The announcement did not detail which of the plants, which account for just over half of Hostess’ total of 36, would be included. Additionally, it is not clear how many of the acquired plants Flowers’ ultimately will choose to operate if it prevails in the auction.
Regional brands included in the agreement include Merita, strong in the Southeast, and Butternut, strong in the Midwest. Regional brands not part of the transaction point to the plants that are not part of the package. Among the excluded brands are Sweetheart and Eddy’s, in the Pacific Northwest and Intermountain region; Cotton’s, in the Delta states; and J.J. Nissen in the Northeast.

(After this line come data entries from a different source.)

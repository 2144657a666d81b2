//! Convenience result type alias for BlogHub.

use crate::error::AppError;

/// A specialized `Result` type for BlogHub operations.
///
/// This is defined as a convenience so that every crate does not need to
/// write `Result<T, AppError>` explicitly.
pub type AppResult<T> = Result<T, AppError>;
//! Application builder and server runner.

use axum::Router;
use sqlx::PgPool;

use bloghub_core::config::AppConfig;
use bloghub_core::error::AppError;

use crate::router::build_router;
use crate::state::AppState;

/// Builds the complete Axum application with all routes and middleware.
pub fn build_app(config: AppConfig, db_pool: PgPool) -> Router {
    build_router(AppState::new(config, db_pool))
}

/// Runs the BlogHub server with the given configuration and database pool.
pub async fn run_server(config: AppConfig, db_pool: PgPool) -> Result<(), AppError> {
    let addr = format!("{}:{}", config.server.host, config.server.port);
    let app = build_app(config, db_pool);

    let listener = tokio::net::TcpListener::bind(&addr)
        .await
        .map_err(|e| AppError::internal(format!("Failed to bind {addr}: {e}")))?;

    tracing::info!("BlogHub server listening on {addr}");

    axum::serve(listener, app)
        .with_graceful_shutdown(shutdown_signal())
        .await
        .map_err(|e| AppError::internal(format!("Server error: {e}")))?;

    Ok(())
}

/// Resolves on Ctrl+C or SIGTERM.
async fn shutdown_signal() {
    let ctrl_c = async {
        if let Err(e) = tokio::signal::ctrl_c().await {
            tracing::error!("Failed to install Ctrl+C handler: {e}");
        }
    };

    #[cfg(unix)]
    let terminate = async {
        match tokio::signal::unix::signal(tokio::signal::unix::SignalKind::terminate()) {
            Ok(mut signal) => {
                signal.recv().await;
            }
            Err(e) => tracing::error!("Failed to install SIGTERM handler: {e}"),
        }
    };

    #[cfg(not(unix))]
    let terminate = std::future::pending::<()>();

    tokio::select! {
        _ = ctrl_c => {},
        _ = terminate => {},
    }

    tracing::info!("Shutdown signal received");
}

An additional uncertainty is the degree to which Flowers, because of competitive concerns, would gain Department of Justice clearance to operate in all of the markets covered in the transaction. While noting the transaction is subject to regulatory approval, Flowers said it expects the deal to close shortly after the court approves results of the auction.
Also unclear is what will happen to the national brands such as Beefsteak, Wonder and Home Pride, in markets where Flowers will not operate after a transaction is approved.
Nature’s Pride, included in the brands to be acquired, was subject of litigation between Flowers and Hostess when it was introduced around the time Hostess first emerged from bankruptcy in 2008. Flowers alleged the brand infringed on its anchor Nature’s Own brand.
Hostess said its financial advisor, Perella Weinberg Partners, conducted a bidding process that involved contacting 169 potentially interested parties, 87 of which signed confidentially agreements.
Flowers, together with Grupo Bimbo S.A.B. de C.V., had been frequently cited as potential bidders for the Hostess assets.
Jones Day provided legal advice to Hostess on the transaction. Flowers was advised by Deutsche Bank and Kilpatrick Townsend.
Hostess ceased operations at and sought permission to liquidate its baking operations Nov. 16 in response to strikes from bakery workers.